Texas woman seeks $1M from doctors who put her on hormones at age 17
EXCLUSIVE: Texas woman seeks $1M from doctors who put her on testosterone at age 17 and left her ‘nipples peeling off’ from botched trans op, saying they should have treated her depression instead
- WARNING GRAPHIC CONTENT
- Soren Aldaco says doctors acted more like ‘ideologues’ than healers
- They rushed her onto hormones and sped her into a slapdash surgery
- Read about another young de-transitioner who wants payback for bad care
A young Texas woman is suing the doctors who put her on testosterone at age 17 and botched her double breast removal the next year, saying they should have treated her for depression and anxiety instead.

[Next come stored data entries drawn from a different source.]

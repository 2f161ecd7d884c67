use burn::{prelude::Backend, tensor::Tensor};

use crate::{config::INPUT_SIZE, layers::FeatureScale};

/// Encoding variances for the box regression targets.
///
/// Offsets are divided by these during encoding and multiplied back during
/// decoding; (0.1, 0.1) applies to the center coordinates, (0.2, 0.2) to
/// the log-space width and height.
pub const VARIANCES: [f32; 4] = [0.1, 0.1, 0.2, 0.2];

/// Total number of prior boxes over all six scales for a 300x300 input.
pub const TOTAL_PRIORS: usize = 8732;

/// Generates the default boxes for a single feature map scale.
///
/// “SSD: Single Shot MultiBox Detector”
/// Authors: Wei Liu, Dragomir Anguelov, Dumitru Erhan, Christian Szegedy,
///          Scott Reed, Cheng-Yang Fu, Alexander C. Berg
/// Link (official): https://arxiv.org/abs/1512.02325
///
/// Default boxes and aspect ratios - Pg. 4 Liu et al.
///
/// We associate a set of default bounding boxes with each feature map cell,
/// for multiple feature maps at the top of the network. The default boxes
/// tile the feature map in a convolutional manner, so that the position of
/// each box relative to its corresponding cell is fixed.
///
/// Cells are walked row-major and the priors of one cell are emitted
/// consecutively: the small square (side `min_size`), the large square
/// (side `sqrt(min_size * max_size)`), then a stretched/flipped pair per
/// extra aspect ratio. The prediction heads flatten their output in the
/// same (row, column, anchor) order, so position `k` of the concatenated
/// prior tensor lines up with row `k` of the concatenated predictions.
///
/// Boxes are returned in cxcywh form as fractions of the input image,
/// clamped to [0, 1].
pub fn priors_for_scale(scale: &FeatureScale) -> Vec<[f32; 4]> {
    let cells = scale.map_size();
    let image = INPUT_SIZE as f32;
    let step = scale.step();

    // s_k and the aspect-ratio-1 extra scale s'_k = sqrt(s_k * s_{k+1})
    let small = scale.min_size() / image;
    let large = (scale.min_size() * scale.max_size()).sqrt() / image;

    let mut boxes = Vec::with_capacity(scale.prior_count());

    for i in 0..cells {
        for j in 0..cells {
            // Box centers sit on the cell centers of the step grid, not of
            // the feature map itself; for Conv4_3 the 38 steps of 8px only
            // cover 304px, which the clamp below absorbs.
            let cy = (i as f32 + 0.5) * step / image;
            let cx = (j as f32 + 0.5) * step / image;

            boxes.push(clamp_unit([cx, cy, small, small]));
            boxes.push(clamp_unit([cx, cy, large, large]));

            for ar in scale.aspect_ratios() {
                let root = ar.sqrt();
                boxes.push(clamp_unit([cx, cy, small * root, small / root]));
                boxes.push(clamp_unit([cx, cy, small / root, small * root]));
            }
        }
    }

    boxes
}

fn clamp_unit(b: [f32; 4]) -> [f32; 4] {
    b.map(|v| v.clamp(0.0, 1.0))
}

/// Concatenates the priors of all six scales into one `[8732, 4]` tensor
/// in cxcywh form, in prediction order.
pub fn generate_all_priors<B: Backend>(device: &B::Device) -> Tensor<B, 2> {
    let mut flat: Vec<f32> = Vec::with_capacity(TOTAL_PRIORS * 4);

    for scale in FeatureScale::all().iter() {
        for prior in priors_for_scale(scale) {
            flat.extend(prior);
        }
    }

    let count = flat.len() / 4;
    Tensor::<B, 1>::from_floats(flat.as_slice(), device).reshape([count, 4])
}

Soren Aldaco, 21, says she was confused, autistic, depressed and anxious when doctors in Fort Worth and Austin encouraged her to become a boy, take cross-sex hormones and later have both breasts removed.
In her 29-page complaint, she says doctors acted more like ‘ideologues’, pushing her to transition, not discussing alternatives, and ‘irreversibly disfiguring and disabling’ her with a shoddy mastectomy.
That operation left her ‘nipples literally peeling off of her chest,’ and she will not be able to breastfeed and may be infertile, it is claimed. The hormone shots left her with a damaged vagina and other problems.
Soren Aldaco, 21, says her doctors pushed her into transgender medecine
She says surgeons at the Crane Clinic botched her double breast removal with a ‘risky’ version of the procedure
Aldaco filed her suit in Tarrant County, Texas, on Friday. She seeks a jury trial and more than $1million in damages.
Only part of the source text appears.